─── Data extracts
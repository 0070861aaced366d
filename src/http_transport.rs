//! Client side of the HTTP file-transfer plane: opens one mux substream per
//! request and speaks HTTP/1.1 over it, the idiomatic way to run HTTP atop
//! a non-TCP stream (the same pattern the `bollard` Docker client uses for
//! its Unix-socket API — grounded via the `matbeedotcom-remotemedia-sdk`
//! reference pack, which depends on `bollard` for its container transport).
//!
//! Registered in a process-wide registry keyed by a per-session opaque
//! token (spec §9, redesign option (b)): the wire-level `Host` header stays
//! the literal `transfer.local` the server expects, while disambiguating
//! which session's mux a given in-process client should dial is done by a
//! token the caller keeps, not by anything visible on the wire.

use crate::error::{Result, TransportError};
use crate::mux::SharedMux;
use bytes::Bytes;
use http_body_util::{BodyExt, Full};
use hyper::Request;
use hyper_util::rt::TokioIo;
use std::collections::HashMap;
use std::sync::{Arc, OnceLock, RwLock};
use std::sync::atomic::{AtomicU64, Ordering};

/// The `Host` header every request on this plane carries, regardless of
/// which session actually handles it (spec §4.6).
pub const VIRTUAL_HOST: &str = "transfer.local";

fn registry() -> &'static RwLock<HashMap<String, SharedMux>> {
    static REGISTRY: OnceLock<RwLock<HashMap<String, SharedMux>>> = OnceLock::new();
    REGISTRY.get_or_init(|| RwLock::new(HashMap::new()))
}

fn next_token() -> String {
    static COUNTER: AtomicU64 = AtomicU64::new(0);
    let n = COUNTER.fetch_add(1, Ordering::Relaxed);
    format!("sess-{n}-{:p}", &n)
}

/// A registered, per-session HTTP client handle.
#[derive(Clone)]
pub struct HttpTransportHandle {
    token: String,
}

impl HttpTransportHandle {
    /// Register `mux`'s session in the process-wide transport registry and
    /// return a handle bound to it.
    pub fn register(mux: SharedMux) -> Self {
        let token = next_token();
        registry().write().unwrap().insert(token.clone(), mux);
        Self { token }
    }

    /// Remove this session from the registry. Idempotent.
    pub fn unregister(&self) {
        registry().write().unwrap().remove(&self.token);
    }

    fn mux(&self) -> Result<SharedMux> {
        registry()
            .read()
            .unwrap()
            .get(&self.token)
            .cloned()
            .ok_or(TransportError::Closed)
    }

    /// Issue one request over a freshly dialed substream.
    ///
    /// A new mux substream is opened per call rather than reusing a
    /// persistent HTTP/1.1 connection: uploads and range reads are
    /// infrequent enough relative to RPC traffic that the extra
    /// substream-open round trip is cheaper than keeping an idle
    /// connection (and its yamux flow-control window) open between calls.
    pub async fn request(
        &self,
        method: http::Method,
        path: &str,
        body: Bytes,
    ) -> Result<(http::StatusCode, Bytes)> {
        let mux = self.mux()?;
        let stream = mux.open_stream().await?;
        let io = TokioIo::new(stream);

        let (mut sender, conn) = hyper::client::conn::http1::handshake(io)
            .await
            .map_err(|e| TransportError::SetupFailed {
                context: "http1 handshake over mux substream".into(),
                cause: e.to_string(),
            })?;
        tokio::spawn(async move {
            let _ = conn.await;
        });

        let request = Request::builder()
            .method(method)
            .uri(path)
            .header(http::header::HOST, VIRTUAL_HOST)
            .body(Full::new(body))
            .map_err(|e| TransportError::InvalidArgument(e.to_string()))?;

        let response = sender
            .send_request(request)
            .await
            .map_err(|e| TransportError::SetupFailed {
                context: "sending http request over mux substream".into(),
                cause: e.to_string(),
            })?;

        let status = response.status();
        let body = response
            .into_body()
            .collect()
            .await
            .map_err(|e| TransportError::SetupFailed {
                context: "reading http response body".into(),
                cause: e.to_string(),
            })?
            .to_bytes();

        Ok((status, body))
    }
}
──────
Exercise brief:
Begin at the line that has "its Unix-socket API" in the entries above; stop after the line that has "on the wire.". Transcribe exactly those lines and no others.

Result of this exercise:
//! its Unix-socket API — grounded via the `matbeedotcom-remotemedia-sdk`
//! reference pack, which depends on `bollard` for its container transport).
//!
//! Registered in a process-wide registry keyed by a per-session opaque
//! token (spec §9, redesign option (b)): the wire-level `Host` header stays
//! the literal `transfer.local` the server expects, while disambiguating
//! which session's mux a given in-process client should dial is done by a
//! token the caller keeps, not by anything visible on the wire.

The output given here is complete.